Pipettieren Sie nun 100 bis 200 Mikroliter des verdünnten Proteins in eine 8-Well-Beobachtungskammer mit Glasboden. Geben Sie den BB-Dimerizer in Endkonzentrationen von 10, 20, 40, 80, 100, 150, 300 und 500 Nanomolar hinzu. Bereiten Sie als Referenz eine Lösung von 100 nanomolaren mVenus allein her, um potenzielle Aggregations- und Ausfällungseffekte zu bewerten und einen Helligkeitswert für das Monomer mit denselben Erfassungseinstellungen wiederherzustellen.

Jedes konfokale Licht-Scanning-Mikroskop-System, das mit digitalen Detektoren oder gut charakterisierten analogen Detektoren ausgestattet ist und in der Lage ist, eine konstante Verweilzeit für jedes erfasste Pixel zu halten, kann verwendet werden. Wählen Sie das Wasserimmersionsobjektiv zur Kragenkorrektur, das für die Fluoreszenzkorrelationsspektroskopie entwickelt wurde.

Geben Sie nun einen Tropfen Wasser in das Wasserimmersionsobjektiv zur Halsbandkorrektur. Montieren Sie die 8-Well-Beobachtungskammer in die Bühne. Stellen Sie den Anregungsstrahlengang ein, indem Sie den 514-Nanometer-Laser einschalten und ihn am Ausgang des Objektivs auf 20 bis 100 Nanowatt Leistung einstellen. Schalten Sie einen HyD-Melder ein. Detektoren, die in der Lage sind, Photonen zu zählen, sind vorzuziehen. Wählen Sie das Emissionsfenster von 520 bis 560 Nanometern.

Verwenden Sie für den Aufnahmemodus eine Größe von 16 x 16 Pixeln.

Stellen Sie die Pixelverweilzeit so ein, dass die Framezeit länger ist als die Proteindiffusion und die Pixelverweilzeit viel kürzer ist.
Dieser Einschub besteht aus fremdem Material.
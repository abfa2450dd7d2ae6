//! Startup checks.
//!
//! Checks run once during extension bootstrap, before any worker activity
//! starts. Each check inspects the registered function and the local
//! environment and either passes or surfaces a single actionable error.

mod handler;

pub use handler::{HandlerCheck, DEFAULT_TASK_ROOT};

use crate::api::RegistrationResponse;
use crate::config::Configuration;
use crate::error::Result;
use crate::runtime::RuntimeConfig;

/// A single bootstrap validation.
///
/// `runtime` is `None` when the active runtime could not be identified;
/// checks that depend on runtime conventions must pass in that case rather
/// than guess.
pub trait StartupCheck {
    /// Name used in log output.
    fn name(&self) -> &'static str;

    /// Run the check against the registered function.
    fn run(
        &self,
        conf: &Configuration,
        reg: &RegistrationResponse,
        runtime: Option<&RuntimeConfig>,
    ) -> Result<()>;
}

/// Run every check in order, returning the first failure.
///
/// Failures are also logged so the verdict reaches the extension log stream
/// even when the caller discards the error.
pub fn run_startup_checks(
    checks: &[&dyn StartupCheck],
    conf: &Configuration,
    reg: &RegistrationResponse,
    runtime: Option<&RuntimeConfig>,
) -> Result<()> {
    for check in checks {
        tracing::debug!("running startup check '{}'", check.name());
        if let Err(e) = check.run(conf, reg, runtime) {
            tracing::warn!("startup check '{}' failed: {}", check.name(), e);
            return Err(e);
        }
    }

    Ok(())
}

#[cfg(test)]
mod tests {
    use super::*;
    use crate::error::CheckError;

    struct AlwaysPasses;

    impl StartupCheck for AlwaysPasses {
        fn name(&self) -> &'static str {
            "always-passes"
        }

        fn run(
            &self,
            _conf: &Configuration,
            _reg: &RegistrationResponse,
            _runtime: Option<&RuntimeConfig>,
        ) -> Result<()> {
            Ok(())
        }
    }

    struct AlwaysFails;

    impl StartupCheck for AlwaysFails {
        fn name(&self) -> &'static str {
            "always-fails"
        }

        fn run(
            &self,
            _conf: &Configuration,
            _reg: &RegistrationResponse,
            _runtime: Option<&RuntimeConfig>,
        ) -> Result<()> {
            Err(CheckError::MissingHandlerFile {
                handler: "a.b".into(),
                nr_handler: "Undefined".into(),
            })
        }
    }

    #[test]
    fn runner_passes_when_all_checks_pass() {
        let conf = Configuration::default();
        let reg = RegistrationResponse::default();

        let result = run_startup_checks(&[&AlwaysPasses, &AlwaysPasses], &conf, &reg, None);
        assert!(result.is_ok());
    }

    #[test]
    fn runner_returns_first_failure() {
        let conf = Configuration::default();
        let reg = RegistrationResponse::default();

        let result = run_startup_checks(&[&AlwaysPasses, &AlwaysFails], &conf, &reg, None);
        assert!(matches!(
            result,
            Err(CheckError::MissingHandlerFile { .. })
        ));
    }
}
Dies entsprach einer Einstellung der Verweilzeit auf ca. 13 Mikrosekunden für das in dieser Demonstration verwendete System.

Stellen Sie die Lochblende auf eine Airy-Einheit ein, um die entsprechende Emission von ca. 545 Nanometern zu erreichen. Wählen Sie den XY-Zeit-Aufnahmemodus und wählen Sie die Anzahl der Frames aus, die pro Aufnahme und Well erfasst werden sollen. Stellen Sie nun die Pixelgröße auf ca. 120 Nanometer ein.

Wenn das System mit dem Hochdurchsatzmodus ausgestattet ist, geben Sie die Koordinaten jeder Vertiefung und die Anzahl der Erfassungen pro Vertiefung ein, um den Prozess zu automatisieren. Wenn das System mit einem Perfusionssystem ausgestattet ist, laden Sie die BB-Lösung und programmieren Sie die Perfusion so, dass sie direkt nach dem 5.000. Frame beginnt, um die Kinetik der Dimerisierung bei der Aufnahme von 10.000 Bildern zu bewerten.

Wählen Sie die richtige Vertiefung aus, und konzentrieren Sie sich auf die Lösung. Starten Sie dann die Erfassung und speichern Sie den resultierenden Bildstapel im TIFF-Format.